**Work to be completed**
Would you print the material exactly, starting at its first line and ending at the line holding "use tracing::debug;"?

**Exercise inputs**
Start of Block
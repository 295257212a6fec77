//! Rule-based draw calibration.
//!
//! An independent-Poisson model underrates draws between evenly matched,
//! low-scoring sides. Six match signals are scored; a high score pins the
//! draw probability to a high level and a low score to a low one. Home and
//! away keep their relative shares of what remains.
//!
//! | condition                          | default | points |
//! |------------------------------------|---------|--------|
//! | expected-goals gap below           | 0.3     | 10     |
//! | total expected goals below         | 2.0     | 5      |
//! | possession gap at most             | 4 pts   | 3      |
//! | shots-on-target gap below          | 2       | 3      |
//! | head-to-head draw rate above       | 0.30    | 2      |
//! | both sides at or below league slot | 6th     | 2      |
//!
//! A score above 20 gives P(draw) = 0.35, otherwise 0.15. Conditions whose
//! inputs are unknown score nothing.

use serde::{Deserialize, Serialize};
use tracing::debug;

use crate::engine::poisson::ExpectedGoals;
use crate::error::{check_probability, EngineError, Result};
use crate::models::Distribution;

/// Match statistics feeding the draw rules. Every field is optional.
#[derive(Debug, Clone, Default, PartialEq, Serialize, Deserialize)]
#[serde(default)]
pub struct DrawSignals {
    /// Ball possession in percent
    pub home_possession: Option<f64>,
    pub away_possession: Option<f64>,
    pub home_shots_on_target: Option<f64>,
    pub away_shots_on_target: Option<f64>,
    /// Share of previous meetings that ended level
    pub h2h_draw_rate: Option<f64>,
    /// League table positions (1 = top)
    pub home_position: Option<u32>,
    pub away_position: Option<u32>,
}

#[derive(Debug, Clone, Copy, PartialEq, Eq, Serialize, Deserialize)]
#[serde(rename_all = "snake_case")]
pub enum DrawCondition {
    ExpectedGoalsClose,
    LowExpectedGoals,
    PossessionClose,
    ShotsOnTargetClose,
    DrawProneHeadToHead,
    BothMidTable,
}

#[derive(Debug, Clone, PartialEq, Serialize, Deserialize)]
#[serde(default)]
pub struct DrawRuleConfig {
    pub xg_gap_below: f64,
    pub total_xg_below: f64,
    pub possession_gap_at_most: f64,
    pub shots_gap_below: f64,
    pub h2h_draw_rate_above: f64,
    /// Highest table position counted as mid-table or lower
    pub mid_table_min: u32,
    pub xg_gap_points: u32,
    pub total_xg_points: u32,
    pub possession_points: u32,
    pub shots_points: u32,
    pub h2h_points: u32,
    pub mid_table_points: u32,
    /// Score strictly above this selects `high_draw`
    pub score_threshold: u32,
    pub high_draw: f64,
    pub low_draw: f64,
}

impl Default for DrawRuleConfig {
    fn default() -> Self {
        DrawRuleConfig {
            xg_gap_below: 0.3,
            total_xg_below: 2.0,
            possession_gap_at_most: 4.0,
            shots_gap_below: 2.0,
            h2h_draw_rate_above: 0.30,
            mid_table_min: 6,
            xg_gap_points: 10,
            total_xg_points: 5,
            possession_points: 3,
            shots_points: 3,
            h2h_points: 2,
            mid_table_points: 2,
            score_threshold: 20,
            high_draw: 0.35,
            low_draw: 0.15,
        }
    }
}

impl DrawRuleConfig {
    pub fn validate(&self) -> Result<()> {
        for (field, p) in [("high_draw", self.high_draw), ("low_draw", self.low_draw)] {
            if !(p > 0.0 && p < 1.0) {
                return Err(EngineError::InvalidConfig {
                    field,
                    reason: format!("{} is outside (0, 1)", p),
                });
            }
        }
        Ok(())
    }
}

/// Which draw conditions held and the resulting draw probability.
#[derive(Debug, Clone, PartialEq, Serialize)]
pub struct DrawRuleOutcome {
    pub score: u32,
    pub conditions: Vec<DrawCondition>,
    pub draw_probability: f64,
}

fn gap(a: Option<f64>, b: Option<f64>) -> Option<f64> {
    a.zip(b).map(|(a, b)| (a - b).abs())
}

/// Score the draw conditions for a fixture.
pub fn draw_score(
    xg: &ExpectedGoals,
    signals: &DrawSignals,
    config: &DrawRuleConfig,
) -> Result<DrawRuleOutcome> {
    config.validate()?;
    if let Some(rate) = signals.h2h_draw_rate {
        if !(0.0..=1.0).contains(&rate) {
            return Err(EngineError::InvalidProbability { value: rate });
        }
    }

    let checks = [
        (
            DrawCondition::ExpectedGoalsClose,
            (xg.home - xg.away).abs() < config.xg_gap_below,
            config.xg_gap_points,
        ),
        (
            DrawCondition::LowExpectedGoals,
            xg.total() < config.total_xg_below,
            config.total_xg_points,
        ),
        (
            DrawCondition::PossessionClose,
            gap(signals.home_possession, signals.away_possession)
                .is_some_and(|g| g <= config.possession_gap_at_most),
            config.possession_points,
        ),
        (
            DrawCondition::ShotsOnTargetClose,
            gap(signals.home_shots_on_target, signals.away_shots_on_target)
                .is_some_and(|g| g < config.shots_gap_below),
            config.shots_points,
        ),
        (
            DrawCondition::DrawProneHeadToHead,
            signals
                .h2h_draw_rate
                .is_some_and(|r| r > config.h2h_draw_rate_above),
            config.h2h_points,
        ),
        (
            DrawCondition::BothMidTable,
            signals
                .home_position
                .zip(signals.away_position)
                .is_some_and(|(h, a)| h >= config.mid_table_min && a >= config.mid_table_min),
            config.mid_table_points,
        ),
    ];

    let mut score = 0;
    let mut conditions = Vec::new();
    for (condition, held, points) in checks {
        if held {
            score += points;
            conditions.push(condition);
        }
    }
    let draw_probability = if score > config.score_threshold {
        config.high_draw
    } else {
        config.low_draw
    };
    debug!(
        "Draw rules: score {} from {:?}, P(draw) -> {:.2}",
        score, conditions, draw_probability
    );
    Ok(DrawRuleOutcome {
        score,
        conditions,
        draw_probability,
    })
}

/// Pin the "draw" outcome to `draw` and rescale the others to fill the rest,
/// keeping their ratios. Without any non-draw mass the rest is split evenly.
pub fn apply_draw_probability(dist: &Distribution, draw: f64) -> Result<Distribution> {
    let draw = check_probability(draw)?;
    if dist.get("draw").is_none() {
        return Err(EngineError::IncompleteMarket {
            reason: "distribution has no 'draw' outcome".into(),
        });
    }
    let is_draw = |label: &str| label.eq_ignore_ascii_case("draw");
    let others = dist.outcomes.iter().filter(|o| !is_draw(&o.label)).count();
    let non_draw: f64 = dist
        .outcomes
        .iter()
        .filter(|o| !is_draw(&o.label))
        .map(|o| o.probability)
        .sum();

    Ok(Distribution::from_pairs(dist.outcomes.iter().map(|o| {
        let p = if is_draw(&o.label) {
            draw
        } else if non_draw > 0.0 {
            o.probability * (1.0 - draw) / non_draw
        } else {
            (1.0 - draw) / others as f64
        };
        (o.label.clone(), p)
    })))
}

#[cfg(test)]
mod tests {
    use super::*;
    use approx::assert_relative_eq;

    fn xg(home: f64, away: f64) -> ExpectedGoals {
        ExpectedGoals { home, away }
    }

    fn even_signals() -> DrawSignals {
        DrawSignals {
            home_possession: Some(51.0),
            away_possession: Some(49.0),
            home_shots_on_target: Some(4.0),
            away_shots_on_target: Some(3.0),
            h2h_draw_rate: Some(0.40),
            home_position: Some(9),
            away_position: Some(11),
        }
    }

    #[test]
    fn every_condition_scores_twenty_five() {
        let r = draw_score(&xg(0.9, 0.8), &even_signals(), &DrawRuleConfig::default()).unwrap();
        assert_eq!(r.score, 25);
        assert_eq!(r.conditions.len(), 6);
        assert_relative_eq!(r.draw_probability, 0.35, epsilon = 1e-12);
    }

    #[test]
    fn threshold_is_strict() {
        // 10 + 5 + 3 + 2 = 20: not above the threshold
        let signals = DrawSignals {
            home_shots_on_target: Some(6.0),
            away_shots_on_target: Some(2.0),
            home_position: Some(2),
            ..even_signals()
        };
        let r = draw_score(&xg(0.9, 0.8), &signals, &DrawRuleConfig::default()).unwrap();
        assert_eq!(r.score, 20);
        assert!(!r.conditions.contains(&DrawCondition::BothMidTable));
        assert_relative_eq!(r.draw_probability, 0.15, epsilon = 1e-12);

        // Adding the shots condition back tips it over
        let signals = DrawSignals {
            home_position: Some(2),
            ..even_signals()
        };
        let r = draw_score(&xg(0.9, 0.8), &signals, &DrawRuleConfig::default()).unwrap();
        assert_eq!(r.score, 23);
        assert_relative_eq!(r.draw_probability, 0.35, epsilon = 1e-12);
    }

    #[test]
    fn unknown_signals_score_nothing() {
        let r = draw_score(&xg(0.9, 0.8), &DrawSignals::default(), &DrawRuleConfig::default())
            .unwrap();
        assert_eq!(r.score, 15);
        assert_eq!(
            r.conditions,
            vec![DrawCondition::ExpectedGoalsClose, DrawCondition::LowExpectedGoals]
        );
    }

    #[test]
    fn open_high_scoring_match_scores_low() {
        let r = draw_score(&xg(2.1, 1.2), &DrawSignals::default(), &DrawRuleConfig::default())
            .unwrap();
        assert_eq!(r.score, 0);
        assert!(r.conditions.is_empty());
    }

    #[test]
    fn rejects_bad_inputs() {
        let signals = DrawSignals {
            h2h_draw_rate: Some(1.5),
            ..Default::default()
        };
        assert!(draw_score(&xg(1.0, 1.0), &signals, &DrawRuleConfig::default()).is_err());
        let config = DrawRuleConfig {
            high_draw: 1.0,
            ..Default::default()
        };
        assert!(matches!(
            draw_score(&xg(1.0, 1.0), &DrawSignals::default(), &config),
            Err(EngineError::InvalidConfig { field: "high_draw", .. })
        ));
    }

    #[test]
    fn rescales_home_and_away_around_the_draw() {
        let d = Distribution::from_pairs([("home", 0.45), ("draw", 0.25), ("away", 0.30)]);
        let c = apply_draw_probability(&d, 0.35).unwrap();
        assert_relative_eq!(c.get("draw").unwrap(), 0.35, epsilon = 1e-12);
        // 0.45 · 0.65 / 0.75
        assert_relative_eq!(c.get("home").unwrap(), 0.39, epsilon = 1e-12);
        assert_relative_eq!(c.get("away").unwrap(), 0.26, epsilon = 1e-12);
        assert_relative_eq!(c.sum(), 1.0, epsilon = 1e-12);
    }

    #[test]
    fn all_draw_mass_splits_the_rest_evenly() {
        let d = Distribution::from_pairs([("home", 0.0), ("draw", 1.0), ("away", 0.0)]);
        let c = apply_draw_probability(&d, 0.15).unwrap();
        assert_relative_eq!(c.get("home").unwrap(), 0.425, epsilon = 1e-12);
        assert_relative_eq!(c.get("away").unwrap(), 0.425, epsilon = 1e-12);
    }

    #[test]
    fn two_way_distribution_has_no_draw_to_pin() {
        let d = Distribution::from_pairs([("home", 0.6), ("away", 0.4)]);
        assert!(matches!(
            apply_draw_probability(&d, 0.3),
            Err(EngineError::IncompleteMarket { .. })
        ));
    }
}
End of Block
**Written solution**
repository 295257212a6fec77
//! Rule-based draw calibration.
//!
//! An independent-Poisson model underrates draws between evenly matched,
//! low-scoring sides. Six match signals are scored; a high score pins the
//! draw probability to a high level and a low score to a low one. Home and
//! away keep their relative shares of what remains.
//!
//! | condition                          | default | points |
//! |------------------------------------|---------|--------|
//! | expected-goals gap below           | 0.3     | 10     |
//! | total expected goals below         | 2.0     | 5      |
//! | possession gap at most             | 4 pts   | 3      |
//! | shots-on-target gap below          | 2       | 3      |
//! | head-to-head draw rate above       | 0.30    | 2      |
//! | both sides at or below league slot | 6th     | 2      |
//!
//! A score above 20 gives P(draw) = 0.35, otherwise 0.15. Conditions whose
//! inputs are unknown score nothing.

use serde::{Deserialize, Serialize};
use tracing::debug;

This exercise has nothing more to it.